Ohne den Narrengruß geht am Rosenmontag gar nichts.
Die Kölner haben ihren Narrenruf „Kölle alaaf“ sprachgeschichtlich bis ins 16. Jahrhundert zurückverfolgt und ihn inzwischen als frühen Trinkspruch identifiziert, der im Lauf der Zeit zum allgemeinen Hochruf auf Köln und die Kölner wurde. In Mainz – und nicht nur dort – tut sich die Wissenschaft bei der Suche nach den Wurzeln des populärsten deutschen Narrenrufes „Helau“ noch immer schwer.
Dass „Helau“ heute immer wieder fälschlich mit doppeltem L geschrieben wird, könnte an der ersten Belegstelle des Wortes aus dem Jahr 1603 hängen. „Hellau und a luckh drau, / Mir ist wohl wie der dicksten Sau“, hieß es damals angeblich zu Fasching in Tirol. Es ist eine der wenigen Quellen, in denen das Wort auftaucht. Klanglich erinnert es an Kinder- oder Hirtenrufe wie Holla oder Hallo, auch an das englische Hello, das in jenen frühen Jahren des 19. Jahrhunderts populär wurde, als der Karneval zu seiner organisierten Form fand.

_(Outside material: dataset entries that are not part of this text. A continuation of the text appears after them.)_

//! Negotiation response.
//!
//! # Format
//!
//! ```json
//! {
//!   "connectionId": "abc123",
//!   "availableTransports": ["WebSockets", "ServerSentEvents", "LongPolling"]
//! }
//! ```

// ============================================================================
// Imports
// ============================================================================

use serde::{Deserialize, Serialize};
use tracing::warn;

use crate::error::Result;
use crate::identifiers::ConnectionId;
use crate::transport::TransportKind;

// ============================================================================
// NegotiateResponse
// ============================================================================

/// Body of a successful negotiation exchange.
#[derive(Debug, Clone, PartialEq, Eq, Serialize, Deserialize)]
#[serde(rename_all = "camelCase")]
pub struct NegotiateResponse {
    /// Id the server assigned to this connection.
    pub connection_id: ConnectionId,

    /// Transport names in the server's priority order.
    #[serde(default)]
    pub available_transports: Vec<String>,
}

impl NegotiateResponse {
    /// Parses a negotiation body.
    ///
    /// # Errors
    ///
    /// Returns [`crate::Error::Json`] if the body is not a valid response.
    pub fn from_json(body: &str) -> Result<Self> {
        Ok(serde_json::from_str(body)?)
    }

    /// Returns the advertised transports the client knows, in server order.
    ///
    /// Unknown names are skipped.
    #[must_use]
    pub fn transports(&self) -> Vec<TransportKind> {
        self.available_transports
            .iter()
            .filter_map(|name| match name.parse::<TransportKind>() {
                Ok(kind) => Some(kind),
                Err(_) => {
                    warn!(transport = %name, "Skipping unknown transport advertised by server");
                    None
                }
            })
            .collect()
    }
}

// ============================================================================
// Tests
// ============================================================================
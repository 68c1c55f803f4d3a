//! Transport kinds known to the client.

// ============================================================================
// Imports
// ============================================================================

use std::fmt;
use std::str::FromStr;

use crate::error::{Error, Result};

// ============================================================================
// TransportKind
// ============================================================================

/// Built-in transport categories, named as the server advertises them.
#[derive(Debug, Clone, Copy, PartialEq, Eq, Hash)]
pub enum TransportKind {
    /// Full-duplex socket.
    WebSockets,
    /// Half-duplex server push.
    ServerSentEvents,
    /// Polling fallback.
    LongPolling,
}

impl TransportKind {
    /// All kinds, highest capability first.
    pub const ALL: [Self; 3] = [Self::WebSockets, Self::ServerSentEvents, Self::LongPolling];

    /// Returns the wire name of this kind.
    #[inline]
    #[must_use]
    pub const fn as_str(self) -> &'static str {
        match self {
            Self::WebSockets => "WebSockets",
            Self::ServerSentEvents => "ServerSentEvents",
            Self::LongPolling => "LongPolling",
        }
    }

    /// Returns `true` if the transport can send and receive on one channel.
    #[inline]
    #[must_use]
    pub const fn is_full_duplex(self) -> bool {
        matches!(self, Self::WebSockets)
    }
}

impl fmt::Display for TransportKind {
    fn fmt(&self, f: &mut fmt::Formatter<'_>) -> fmt::Result {
        f.write_str(self.as_str())
    }
}

impl FromStr for TransportKind {
    type Err = Error;

    fn from_str(s: &str) -> Result<Self> {
        Self::ALL
            .into_iter()
            .find(|kind| kind.as_str() == s)
            .ok_or_else(|| Error::no_available_transport(format!("unknown transport '{s}'")))
    }
}

// ============================================================================
// Tests
// ============================================================================

#[cfg(test)]
mod tests {
    use super::*;

    #[test]
    fn test_names_round_trip() {
        for kind in TransportKind::ALL {
            assert_eq!(kind.as_str().parse::<TransportKind>().expect("parse"), kind);
        }
    }

    #[test]
    fn test_unknown_name_rejected() {
        let err = "websockets".parse::<TransportKind>().unwrap_err();
        assert!(matches!(err, Error::NoAvailableTransport { .. }));
    }

    #[test]
    fn test_full_duplex() {
        assert!(TransportKind::WebSockets.is_full_duplex());
        assert!(!TransportKind::LongPolling.is_full_duplex());
    }
}
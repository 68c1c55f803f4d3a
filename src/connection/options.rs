//! Connection options.
//!
//! # Example
//!
//! ```ignore
//! use duplex_connection::{ConnectionOptions, TransferFormat, TransportKind};
//!
//! let options = ConnectionOptions::new()
//!     .with_transport(TransportKind::WebSockets)
//!     .with_transfer_format(TransferFormat::Binary)
//!     .with_on_unauthorized(|location| println!("sign in at {location}"));
//! ```

// ============================================================================
// Imports
// ============================================================================

use std::fmt;
use std::sync::Arc;
use std::time::Duration;

use url::Url;

use crate::http::HttpClient;
use crate::protocol::TransferFormat;
use crate::transport::{TransportChoice, TransportFactory, TransportKind, TransportRegistry};

// ============================================================================
// Constants
// ============================================================================

/// Default bound for negotiation and for the transport connect.
pub const DEFAULT_CONNECT_TIMEOUT: Duration = Duration::from_secs(30);

// ============================================================================
// Types
// ============================================================================

/// Receives the redirect location of an auth rejection.
pub type RedirectHandler = Arc<dyn Fn(&str) + Send + Sync>;

// ============================================================================
// ConnectionOptions
// ============================================================================

/// Configuration for a [`super::Connection`].
#[derive(Clone)]
pub struct ConnectionOptions {
    /// Preferred transport kind or a caller-built transport.
    pub transport: Option<TransportChoice>,

    /// Negotiation client. `None` uses [`crate::http::ReqwestHttpClient`].
    pub http_client: Option<Arc<dyn HttpClient>>,

    /// Constructs transports for the selected kind.
    pub transport_factory: Arc<dyn TransportFactory>,

    /// Called with the location of an auth redirect. No-op by default.
    pub on_unauthorized: RedirectHandler,

    /// Origin for relative urls.
    pub base_url: Option<Url>,

    /// Format requested from the transport.
    pub transfer_format: TransferFormat,

    /// Connect directly without negotiating. Requires WebSockets.
    pub skip_negotiation: bool,

    /// Bound for negotiation and for the transport connect.
    pub connect_timeout: Duration,
}

impl Default for ConnectionOptions {
    fn default() -> Self {
        Self::new()
    }
}

impl fmt::Debug for ConnectionOptions {
    fn fmt(&self, f: &mut fmt::Formatter<'_>) -> fmt::Result {
        f.debug_struct("ConnectionOptions")
            .field("transport", &self.transport)
            .field("http_client", &self.http_client.is_some())
            .field("base_url", &self.base_url)
            .field("transfer_format", &self.transfer_format)
            .field("skip_negotiation", &self.skip_negotiation)
            .field("connect_timeout", &self.connect_timeout)
            .finish_non_exhaustive()
    }
}

// ============================================================================
// Constructors
// ============================================================================

impl ConnectionOptions {
    /// Creates options with default settings.
    #[must_use]
    pub fn new() -> Self {
        Self {
            transport: None,
            http_client: None,
            transport_factory: Arc::new(TransportRegistry::with_defaults()),
            on_unauthorized: Arc::new(|_| {}),
            base_url: None,
            transfer_format: TransferFormat::Text,
            skip_negotiation: false,
            connect_timeout: DEFAULT_CONNECT_TIMEOUT,
        }
    }
}

// ============================================================================
// Builder Methods
// ============================================================================

impl ConnectionOptions {
    /// Sets the preferred transport kind or a custom transport.
    #[inline]
    #[must_use]
    pub fn with_transport(mut self, transport: impl Into<TransportChoice>) -> Self {
        self.transport = Some(transport.into());
        self
    }

    /// Sets the negotiation client.
    #[inline]
    #[must_use]
    pub fn with_http_client(mut self, client: Arc<dyn HttpClient>) -> Self {
        self.http_client = Some(client);
        self
    }

    /// Sets the transport factory.
    #[inline]
    #[must_use]
    pub fn with_transport_factory(mut self, factory: Arc<dyn TransportFactory>) -> Self {
        self.transport_factory = factory;
        self
    }

    /// Sets the redirect callback.
    #[inline]
    #[must_use]
    pub fn with_on_unauthorized(mut self, handler: impl Fn(&str) + Send + Sync + 'static) -> Self {
        self.on_unauthorized = Arc::new(handler);
        self
    }

    /// Sets the origin used to resolve relative urls.
    #[inline]
    #[must_use]
    pub fn with_base_url(mut self, base_url: Url) -> Self {
        self.base_url = Some(base_url);
        self
    }

    /// Sets the requested transfer format.
    #[inline]
    #[must_use]
    pub fn with_transfer_format(mut self, format: TransferFormat) -> Self {
        self.transfer_format = format;
        self
    }

    /// Skips negotiation and connects a WebSocket directly.
    #[inline]
    #[must_use]
    pub fn with_skip_negotiation(mut self) -> Self {
        self.skip_negotiation = true;
        self
    }

    /// Sets the negotiation and connect timeout.
    #[inline]
    #[must_use]
    pub fn with_connect_timeout(mut self, timeout: Duration) -> Self {
        self.connect_timeout = timeout;
        self
    }
}

// ============================================================================
// Validation
// ============================================================================

impl ConnectionOptions {
    /// Validates the options configuration.
    ///
    /// # Errors
    ///
    /// Returns error message if validation fails.
    pub fn validate(&self) -> Result<(), String> {
        if self.skip_negotiation
            && !matches!(
                self.transport,
                Some(TransportChoice::Kind(TransportKind::WebSockets))
            )
        {
            return Err(
                "Negotiation can only be skipped when the WebSockets transport is requested"
                    .to_string(),
            );
        }

        if self.connect_timeout.is_zero() {
            return Err("Connect timeout must be greater than zero".to_string());
        }

        Ok(())
    }
}

// ============================================================================
// Tests
// ============================================================================
//! Transport layer.
//!
//! A transport carries payloads between client and server. The connection
//! only depends on the [`Transport`] contract; concrete drivers are created
//! through a [`TransportFactory`].
//!
//! # Architecture
//!
//! ```text
//! ┌──────────────┐  select   ┌──────────────────┐  create  ┌──────────────────┐
//! │  Connection  │──────────►│ select_transport │─────────►│ TransportFactory │
//! │              │           └──────────────────┘          └────────┬─────────┘
//! │              │◄── on_receive / on_close ──┐                     │
//! │              │─── connect / send / stop ──┴─────────► Arc<dyn Transport>
//! └──────────────┘
//! ```
//!
//! # Modules
//!
//! | Module | Description |
//! |--------|-------------|
//! | `factory` | Registry of transport constructors |
//! | `kind` | Built-in transport kinds |
//! | `selector` | Preferred/advertised selection policy |
//! | `websocket` | WebSocket driver |

// ============================================================================
// Submodules
// ============================================================================

/// Registry of transport constructors.
pub mod factory;

/// Built-in transport kinds.
pub mod kind;

/// Transport selection policy.
pub mod selector;

/// WebSocket transport driver.
pub mod websocket;

// ============================================================================
// Imports
// ============================================================================

use std::fmt;
use std::sync::Arc;

use async_trait::async_trait;
use url::Url;

use crate::error::{Error, Result};
use crate::protocol::{Payload, TransferFormat};

// ============================================================================
// Re-exports
// ============================================================================

pub use factory::{TransportConstructor, TransportFactory, TransportRegistry};
pub use kind::TransportKind;
pub use selector::{SelectedTransport, TransportChoice, choose_kind, select_transport};
pub use websocket::WebSocketTransport;

// ============================================================================
// Types
// ============================================================================

/// Callback invoked for each inbound payload.
pub type ReceiveHandler = Arc<dyn Fn(Payload) + Send + Sync>;

/// Callback invoked once when the transport closes on its own.
pub type CloseHandler = Arc<dyn Fn(Option<Error>) + Send + Sync>;

// ============================================================================
// TransportHandlers
// ============================================================================

/// The two callback slots a transport reports through.
#[derive(Clone, Default)]
pub struct TransportHandlers {
    /// Data-received slot.
    pub on_receive: Option<ReceiveHandler>,
    /// Closed slot.
    pub on_close: Option<CloseHandler>,
}

impl TransportHandlers {
    /// Creates handlers with both slots filled.
    pub fn new(
        on_receive: impl Fn(Payload) + Send + Sync + 'static,
        on_close: impl Fn(Option<Error>) + Send + Sync + 'static,
    ) -> Self {
        Self {
            on_receive: Some(Arc::new(on_receive)),
            on_close: Some(Arc::new(on_close)),
        }
    }

    /// Delivers an inbound payload.
    pub fn receive(&self, payload: Payload) {
        if let Some(handler) = &self.on_receive {
            handler(payload);
        }
    }

    /// Reports that the transport closed.
    pub fn close(&self, error: Option<Error>) {
        if let Some(handler) = &self.on_close {
            handler(error);
        }
    }
}

impl fmt::Debug for TransportHandlers {
    fn fmt(&self, f: &mut fmt::Formatter<'_>) -> fmt::Result {
        f.debug_struct("TransportHandlers")
            .field("on_receive", &self.on_receive.is_some())
            .field("on_close", &self.on_close.is_some())
            .finish()
    }
}

// ============================================================================
// Transport
// ============================================================================

/// The capability every transport driver provides.
///
/// Handlers are installed before `connect`. A transport must not invoke
/// `on_close` for a stop the client requested.
#[async_trait]
pub trait Transport: Send + Sync {
    /// Name used in logs and errors.
    fn name(&self) -> &str {
        "Custom"
    }

    /// Replaces the callback slots.
    fn set_handlers(&self, handlers: TransportHandlers);

    /// Connects to `url`, returning the transfer format actually granted.
    async fn connect(&self, url: &Url, requested: TransferFormat) -> Result<TransferFormat>;

    /// Sends one payload.
    async fn send(&self, payload: Payload) -> Result<()>;

    /// Closes the transport.
    async fn stop(&self) -> Result<()>;
}
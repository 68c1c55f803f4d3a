//! Builder pattern for connection configuration.
//!
//! # Example
//!
//! ```no_run
//! use duplex_connection::{Connection, TransportKind};
//!
//! # fn example() -> duplex_connection::Result<()> {
//! let connection = Connection::builder("https://chat.example.com/hub")
//!     .transport(TransportKind::WebSockets)
//!     .on_unauthorized(|location| eprintln!("sign in at {location}"))
//!     .build()?;
//! # Ok(())
//! # }
//! ```

// ============================================================================
// Imports
// ============================================================================

use std::sync::Arc;
use std::time::Duration;

use url::Url;

use crate::error::{Error, Result};
use crate::http::{HttpClient, ReqwestHttpClient};
use crate::protocol::TransferFormat;
use crate::transport::{Transport, TransportChoice, TransportFactory, TransportKind};

use super::core::Connection;
use super::options::ConnectionOptions;
use super::target::resolve_url;

// ============================================================================
// ConnectionBuilder
// ============================================================================

/// Builder for configuring a [`Connection`].
///
/// Use [`Connection::builder()`] to create a new builder.
#[derive(Debug, Clone)]
pub struct ConnectionBuilder {
    /// Caller-supplied url, absolute or relative.
    url: String,
    /// Options collected so far.
    options: ConnectionOptions,
}

// ============================================================================
// ConnectionBuilder Implementation
// ============================================================================

impl ConnectionBuilder {
    /// Creates a builder for `url` with default options.
    #[inline]
    #[must_use]
    pub fn new(url: impl Into<String>) -> Self {
        Self {
            url: url.into(),
            options: ConnectionOptions::new(),
        }
    }

    /// Replaces all options at once.
    #[inline]
    #[must_use]
    pub fn options(mut self, options: ConnectionOptions) -> Self {
        self.options = options;
        self
    }

    /// Requests a transport kind. Used only if the server offers it.
    #[inline]
    #[must_use]
    pub fn transport(mut self, kind: TransportKind) -> Self {
        self.options = self.options.with_transport(kind);
        self
    }

    /// Uses a caller-built transport regardless of what the server offers.
    #[inline]
    #[must_use]
    pub fn custom_transport(mut self, transport: Arc<dyn Transport>) -> Self {
        self.options = self
            .options
            .with_transport(TransportChoice::Custom(transport));
        self
    }

    /// Sets the negotiation client.
    #[inline]
    #[must_use]
    pub fn http_client(mut self, client: Arc<dyn HttpClient>) -> Self {
        self.options = self.options.with_http_client(client);
        self
    }

    /// Sets the transport factory.
    #[inline]
    #[must_use]
    pub fn transport_factory(mut self, factory: Arc<dyn TransportFactory>) -> Self {
        self.options = self.options.with_transport_factory(factory);
        self
    }

    /// Sets the callback receiving auth redirect locations.
    #[inline]
    #[must_use]
    pub fn on_unauthorized(mut self, handler: impl Fn(&str) + Send + Sync + 'static) -> Self {
        self.options = self.options.with_on_unauthorized(handler);
        self
    }

    /// Sets the origin used to resolve a relative url.
    #[inline]
    #[must_use]
    pub fn base_url(mut self, base_url: Url) -> Self {
        self.options = self.options.with_base_url(base_url);
        self
    }

    /// Sets the requested transfer format.
    #[inline]
    #[must_use]
    pub fn transfer_format(mut self, format: TransferFormat) -> Self {
        self.options = self.options.with_transfer_format(format);
        self
    }

    /// Connects a WebSocket directly without negotiating.
    #[inline]
    #[must_use]
    pub fn skip_negotiation(mut self) -> Self {
        self.options = self.options.with_skip_negotiation();
        self
    }

    /// Sets the negotiation and connect timeout.
    #[inline]
    #[must_use]
    pub fn connect_timeout(mut self, timeout: Duration) -> Self {
        self.options = self.options.with_connect_timeout(timeout);
        self
    }

    /// Builds the connection with validation.
    ///
    /// # Errors
    ///
    /// - [`Error::Config`] if the options are inconsistent
    /// - [`Error::UnresolvableUrl`] if the url is relative and no base url is set
    /// - [`Error::Url`] if the url is invalid
    pub fn build(self) -> Result<Connection> {
        self.options.validate().map_err(Error::config)?;

        let url = resolve_url(&self.url, self.options.base_url.as_ref())?;

        let http_client: Arc<dyn HttpClient> = match &self.options.http_client {
            Some(client) => Arc::clone(client),
            None => Arc::new(ReqwestHttpClient::new()?),
        };

        Ok(Connection::new(url, self.options, http_client))
    }
}

// ============================================================================
// Tests
// ============================================================================
use std::path::{Path, PathBuf};

use ipl_blob::BlobStore;
use ipl_ledger::StateStore;
use ipl_types::{Record, MAX_FIELDS};
use tracing::{debug, info, info_span, warn, Span};

use crate::error::{ChaincodeError, ChaincodeResult};
use crate::operation::Operation;

/// A record read back together with the content its hash refers to.
#[derive(Clone, Debug, PartialEq, Eq)]
pub struct CatOutcome {
    pub record: Record,
    pub content: Vec<u8>,
}

/// Executes asset operations against a caller-supplied [`StateStore`].
///
/// The service keeps no ledger state between calls; every operation starts
/// from a fresh read. It owns the blob store handle, the directory that
/// relative filenames resolve against, and the span all of its events are
/// recorded under.
pub struct AssetService<B> {
    blobs: B,
    files_root: Option<PathBuf>,
    span: Span,
}

impl<B: BlobStore> AssetService<B> {
    /// Create a service logging under `span`.
    ///
    /// Pass `Span::none()` to run silently.
    pub fn new(blobs: B, span: Span) -> Self {
        Self {
            blobs,
            files_root: None,
            span,
        }
    }

    /// Resolve relative filenames in `set_addipfs` against `root`.
    pub fn with_files_root(mut self, root: impl Into<PathBuf>) -> Self {
        self.files_root = Some(root.into());
        self
    }

    pub fn blobs(&self) -> &B {
        &self.blobs
    }

    pub fn span(&self) -> &Span {
        &self.span
    }

    fn op_span(&self, op: Operation) -> Span {
        info_span!(parent: &self.span, "asset", op = op.name())
    }

    fn resolve(&self, filename: &str) -> PathBuf {
        let path = Path::new(filename);
        match &self.files_root {
            Some(root) if path.is_relative() => root.join(path),
            _ => path.to_path_buf(),
        }
    }

    fn read_asset(&self, stub: &dyn StateStore, key: &str) -> ChaincodeResult<Vec<u8>> {
        stub.get_state(key)
            .map_err(|e| ChaincodeError::storage(format!("Failed to get asset: {key}"), e))?
            .ok_or_else(|| ChaincodeError::NotFound {
                key: key.to_string(),
            })
    }

    /// Store `args[1]` verbatim under `args[0]`. Returns the value.
    pub fn set(&self, stub: &dyn StateStore, args: &[String]) -> ChaincodeResult<String> {
        let _span = self.op_span(Operation::Set).entered();
        Operation::Set.check_arity(args)?;
        let (key, value) = (&args[0], &args[1]);

        stub.put_state(key, value.as_bytes())
            .map_err(|e| ChaincodeError::storage(format!("Failed to set asset: {key}"), e))?;
        info!(key = %key, bytes = value.len(), "asset set");
        Ok(value.clone())
    }

    /// Read the value stored under `args[0]`.
    pub fn get(&self, stub: &dyn StateStore, args: &[String]) -> ChaincodeResult<String> {
        let _span = self.op_span(Operation::Get).entered();
        Operation::Get.check_arity(args)?;
        let key = &args[0];

        let value = self.read_asset(stub, key)?;
        debug!(key = %key, bytes = value.len(), "asset read");
        Ok(String::from_utf8_lossy(&value).into_owned())
    }

    /// Upload the file named by a composite value, then record its hash.
    ///
    /// `args[1]` is decoded as `sender|receiver|filename`; anything after the
    /// third field is discarded. The ledger write happens only after the
    /// upload succeeded. Returns the key.
    pub fn set_addipfs(&self, stub: &dyn StateStore, args: &[String]) -> ChaincodeResult<String> {
        let _span = self.op_span(Operation::SetAddIpfs).entered();
        Operation::SetAddIpfs.check_arity(args)?;
        let (key, value) = (&args[0], &args[1]);

        let fields = Record::field_count(value);
        if fields > MAX_FIELDS - 1 {
            warn!(key = %key, fields, "composite value has trailing fields; discarding them");
        }
        let record = Record::decode(value).without_content_hash();
        debug!(
            key = %key,
            sender = %record.sender,
            receiver = %record.receiver,
            filename = %record.filename,
            "composite value decoded"
        );

        let path = self.resolve(&record.filename);
        let hash = self.blobs.upload_file(&path).map_err(|e| {
            warn!(key = %key, path = %path.display(), error = %e, "blob upload failed");
            ChaincodeError::blob("Failed to add to blob store", e)
        })?;
        info!(key = %key, hash = %hash, backend = self.blobs.backend_name(), "blob uploaded");

        let record = record.with_content_hash(hash);
        if record.has_delimiter_hazard() {
            warn!(
                key = %key,
                "content hash contains the field delimiter; record will not decode cleanly"
            );
        }
        let encoded = record.encode();
        stub.put_state(key, encoded.as_bytes()).map_err(|e| {
            warn!(
                key = %key,
                hash = %record.content_hash_or_empty(),
                "ledger write failed after upload; blob is orphaned"
            );
            ChaincodeError::storage(format!("Failed to set asset: {key}"), e)
        })?;
        info!(key = %key, value = %encoded, "record written");
        Ok(key.clone())
    }

    /// Read a record, fetch its content, and return the content hash.
    ///
    /// A record with fewer than four fields is fetched with an empty hash;
    /// whatever the blob store says about that is the result.
    pub fn get_catipfs(&self, stub: &dyn StateStore, args: &[String]) -> ChaincodeResult<String> {
        let _span = self.op_span(Operation::GetCatIpfs).entered();
        Operation::GetCatIpfs.check_arity(args)?;

        let outcome = self.cat(stub, &args[0])?;
        Ok(outcome.record.content_hash_or_empty().into_string())
    }

    /// Read the record under `key` and fetch the content it references.
    pub fn cat(&self, stub: &dyn StateStore, key: &str) -> ChaincodeResult<CatOutcome> {
        let value = self.read_asset(stub, key)?;
        let record = Record::decode_bytes(&value);
        debug!(
            key = %key,
            sender = %record.sender,
            receiver = %record.receiver,
            filename = %record.filename,
            hash = %record.content_hash_or_empty(),
            "record read"
        );

        let hash = record.content_hash_or_empty();
        if hash.is_empty() {
            debug!(key = %key, "record carries no content hash; fetching with empty hash");
        }
        let content = self.blobs.fetch(&hash).map_err(|e| {
            warn!(key = %key, hash = %hash, error = %e, "blob fetch failed");
            ChaincodeError::blob("Failed to fetch from blob store", e)
        })?;
        info!(key = %key, hash = %hash, bytes = content.len(), "content fetched");
        debug!(contents = %String::from_utf8_lossy(&content), "fetched content");
        Ok(CatOutcome { record, content })
    }
}

impl<B: BlobStore> std::fmt::Debug for AssetService<B> {
    fn fmt(&self, f: &mut std::fmt::Formatter<'_>) -> std::fmt::Result {
        f.debug_struct("AssetService")
            .field("backend", &self.blobs.backend_name())
            .field("files_root", &self.files_root)
            .finish()
    }
}
use std::path::Path;
use std::sync::Arc;

use ipl_types::ContentHash;

use crate::error::{BlobError, BlobResult};

/// Content-addressed blob store.
///
/// Implementations must satisfy these invariants:
/// - Uploading identical bytes returns the identical hash.
/// - `fetch` of a hash returned by `upload` yields the uploaded bytes.
/// - Calls block until the store answers. No retries, no internal timeouts
///   beyond what the backend's transport imposes.
pub trait BlobStore: Send + Sync {
    /// Store `content` and return its content hash.
    fn upload(&self, content: &[u8]) -> BlobResult<ContentHash>;

    /// Retrieve the content stored under `hash`.
    fn fetch(&self, hash: &ContentHash) -> BlobResult<Vec<u8>>;

    /// Short backend name for log lines.
    fn backend_name(&self) -> &'static str;

    /// Read a local file once and upload its bytes.
    fn upload_file(&self, path: &Path) -> BlobResult<ContentHash> {
        let content = read_file(path)?;
        self.upload(&content)
    }
}

/// Read a whole local file, tagging failures with the path.
pub fn read_file(path: &Path) -> BlobResult<Vec<u8>> {
    std::fs::read(path).map_err(|source| BlobError::FileRead {
        path: path.to_path_buf(),
        source,
    })
}

impl<T: BlobStore + ?Sized> BlobStore for Box<T> {
    fn upload(&self, content: &[u8]) -> BlobResult<ContentHash> {
        (**self).upload(content)
    }

    fn fetch(&self, hash: &ContentHash) -> BlobResult<Vec<u8>> {
        (**self).fetch(hash)
    }

    fn backend_name(&self) -> &'static str {
        (**self).backend_name()
    }

    fn upload_file(&self, path: &Path) -> BlobResult<ContentHash> {
        (**self).upload_file(path)
    }
}

impl<T: BlobStore + ?Sized> BlobStore for Arc<T> {
    fn upload(&self, content: &[u8]) -> BlobResult<ContentHash> {
        (**self).upload(content)
    }

    fn fetch(&self, hash: &ContentHash) -> BlobResult<Vec<u8>> {
        (**self).fetch(hash)
    }

    fn backend_name(&self) -> &'static str {
        (**self).backend_name()
    }

    fn upload_file(&self, path: &Path) -> BlobResult<ContentHash> {
        (**self).upload_file(path)
    }
}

Die Mainzer Narren lernen 1935 den Narrenruf in Düsseldorf kennen
1833 tauchte das Wort so auch bei einem Maskenspiel in Düsseldorf auf, wo man die „Verlobung des Hanswursten unter Helau und Habuh mit Anna Dorothea Petronella Weichbusen“ feierte. Dort auch lernten die Mainzer Obernarren 1935 den Narrenruf bei einem offiziellen Besuch kennen. Bei einem vom Düsseldorfer Verkehrsverein organisierten und von den Nationalsozialisten besonders gern gesehenen Treffen, das der Idee der Volksgemeinschaft Rechnung tragen sollte. Mainz nämlich galt den Nationalsozialisten damals neben München, Köln und Düsseldorf als eine Art närrische Modellstadt, weshalb man im gleichen Jahr auch eine Delegation aus Würzburg an den Rhein schickte, um das fastnachtliche Handwerk zu erlernen und anschließend nach Mainzer Muster am Main eine eigene Sitzung zu organisieren. Die übrigens wurde zum Flop, jedes zweite Eintrittsticket mangels Nachfrage als Freikarte verschenkt.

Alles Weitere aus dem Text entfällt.